Joe Essey
Joe Essey

Reputation: 3527

Conditional assignment in Ruby

I'm working on a project with several instances of the following pattern that I am not familiar with. I don't know what to call it so I can't find any docs on it. What is the following concept?

if !@two = [nil, 2].sample
  puts 'there was an error'
else
  puts @two
end

Thanks

Upvotes: 1

Views: 562

Answers (3)

user229044
user229044

Reputation: 239250

The practice of using the value of an assignment expression in a conditional doesn't really have a name, per se, but the practice of wrapping the assignment in parenthesis is called "Safe assignment in condition", which is something you should adopt if you're writing code like this.

Upvotes: 1

Stefan
Stefan

Reputation: 114138

Nothing special here, it's equivalent to:

@two = [nil, 2].sample

if !@two
  puts 'there was an error'
else
  puts @two
end

@two = [nil, 2].sample returns a random element from [nil, 2], i.e. either nil or 2, and assigns it to the instance variable @two.
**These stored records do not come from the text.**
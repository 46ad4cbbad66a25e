//! Carrying unfinished packets across block boundaries.
//!
//! Blocks are destuffed independently, so a packet may start in one
//! block and end in a later one, and an escape byte may be the very
//! last byte of a block with its partner at the start of the next.
//! [CarryOver] holds what is left over from the previous block and
//! patches up the markers of the next one to match.

use crate::buffer::{BoundedBuffer, CapacityError};
use crate::protocol::{destuff_after_escape, Destuffed, Framing, Marker, MarkerKind};

/// Bytes of a packet that started in an earlier block and has not
/// been closed yet.
#[derive(Debug, Clone, PartialEq, Eq, PartialOrd, Ord, Hash)]
pub struct CarryOver {
    buffer: BoundedBuffer,
    hanging_escape: bool,
}

impl CarryOver {
    pub fn new(capacity: usize) -> Self {
        Self {
            buffer: BoundedBuffer::new(capacity),
            hanging_escape: false,
        }
    }

    pub fn data(&self) -> &[u8] {
        self.buffer.data()
    }

    pub fn len(&self) -> usize {
        self.buffer.len()
    }

    pub fn is_empty(&self) -> bool {
        self.buffer.is_empty()
    }

    /// The carried data ends on an escape byte whose meaning depends
    /// on the next block.
    pub fn hanging_escape(&self) -> bool {
        self.hanging_escape
    }

    pub fn reset(&mut self) {
        self.buffer.clear();
        self.hanging_escape = false;
    }

    /// Append the start of a block to the carried packet.
    ///
    /// On overflow the carried data is dropped.
    pub fn extend(&mut self, bytes: &[u8]) -> Result<(), CapacityError> {
        self.buffer.extend(bytes).map_err(|e| {
            self.reset();
            e
        })
    }

    /// Resolve an escape byte left hanging by the previous block,
    /// using the first bytes of `block`.
    ///
    /// The previous escape was carried over as data. Depending on what
    /// follows it, it is either a literal escape (and stays), or the
    /// first half of an end or start sequence (and is removed from
    /// the carried data, with a marker added at position 0 instead).
    pub fn reconcile(&mut self, framing: &Framing, block: &mut Destuffed) {
        if self.buffer.is_empty() || !self.hanging_escape {
            return;
        }
        self.hanging_escape = false;

        if block.markers.first() == Some(&Marker::start(0)) {
            // this block began with an escape pair, but its escape was
            // really the partner of ours
            block.markers.remove(0);
            return;
        }

        let Some(&first) = block.data.first() else {
            return;
        };

        if first == framing.terminator {
            block.markers.insert(0, Marker::end(0));
        } else if first != framing.escape {
            block.markers.insert(0, Marker::start(0));
        }
        self.buffer.shrink(1);
    }

    /// Resolve an escape byte left hanging by the previous block, by
    /// destuffing `raw` again with its first byte as the escape's
    /// partner. `block` must hold the destuffed contents of `raw`.
    ///
    /// Unlike [Self::reconcile], this also gets it right when `raw`
    /// begins with an escape followed by another escape or the
    /// terminator, where the independent destuffing paired bytes up
    /// wrong. Returns whether `block` was rewritten.
    pub fn resolve_hanging(
        &mut self,
        framing: &Framing,
        raw: &[u8],
        block: &mut Destuffed,
    ) -> bool {
        if self.buffer.is_empty() || !self.hanging_escape || raw.is_empty() {
            return false;
        }
        self.hanging_escape = false;

        destuff_after_escape(framing, raw, block);
        if raw[0] != framing.escape {
            // the carried escape opened a start or end sequence
            self.buffer.shrink(1);
        }
        true
    }

    /// Keep whatever part of `block` belongs to an unfinished packet,
    /// after all complete packets have been taken out of it.
    ///
    /// On overflow the carried data is dropped.
    pub fn store_trailing(
        &mut self,
        framing: &Framing,
        block: &Destuffed,
    ) -> Result<(), CapacityError> {
        match block.markers.last() {
            None => self.append_block(block),
            Some(&Marker {
                kind: MarkerKind::Start,
                position,
            }) => {
                let tail = &block.data[position..];
                match self.buffer.replace(tail) {
                    Ok(()) => {
                        self.hanging_escape = block.hanging_escape;
                        Ok(())
                    }
                    Err(e) => {
                        self.reset();
                        Err(e)
                    }
                }
            }
            Some(_) => {
                if block.hanging_escape && block.data.last() == Some(&framing.escape) {
                    // the block ended on an escape that might start
                    // the next packet
                    self.buffer.clear();
                    self.buffer.extend(&[framing.escape])?;
                    self.hanging_escape = true;
                } else {
                    // trailing data outside any packet
                    self.reset();
                }
                Ok(())
            }
        }
    }

    /// Append a block with no markers at all. It is either the middle
    /// of the carried packet, or garbage.
    ///
    /// On overflow the carried data is dropped, except for a hanging
    /// escape that might still start the next packet.
    pub fn append_block(&mut self, block: &Destuffed) -> Result<(), CapacityError> {
        if let Err(e) = self.extend(&block.data) {
            if block.hanging_escape {
                self.buffer.extend(&block.data[block.data.len() - 1..])?;
                self.hanging_escape = true;
            }
            return Err(e);
        }
        self.hanging_escape = block.hanging_escape;
        Ok(())
    }
}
The conditional should be self-explanatory.

Upvotes: 1

Andrey Deineko
Andrey Deineko

Reputation: 52357

It basically leans on Ruby's falsy objects: nil and false.

Everything except for nil and false is said to be truthy in Ruby.

So in the example it prints the value of @two if it's truthy (2), otherwise (nil) it prints the error message.

I do not think this "concept" has a name.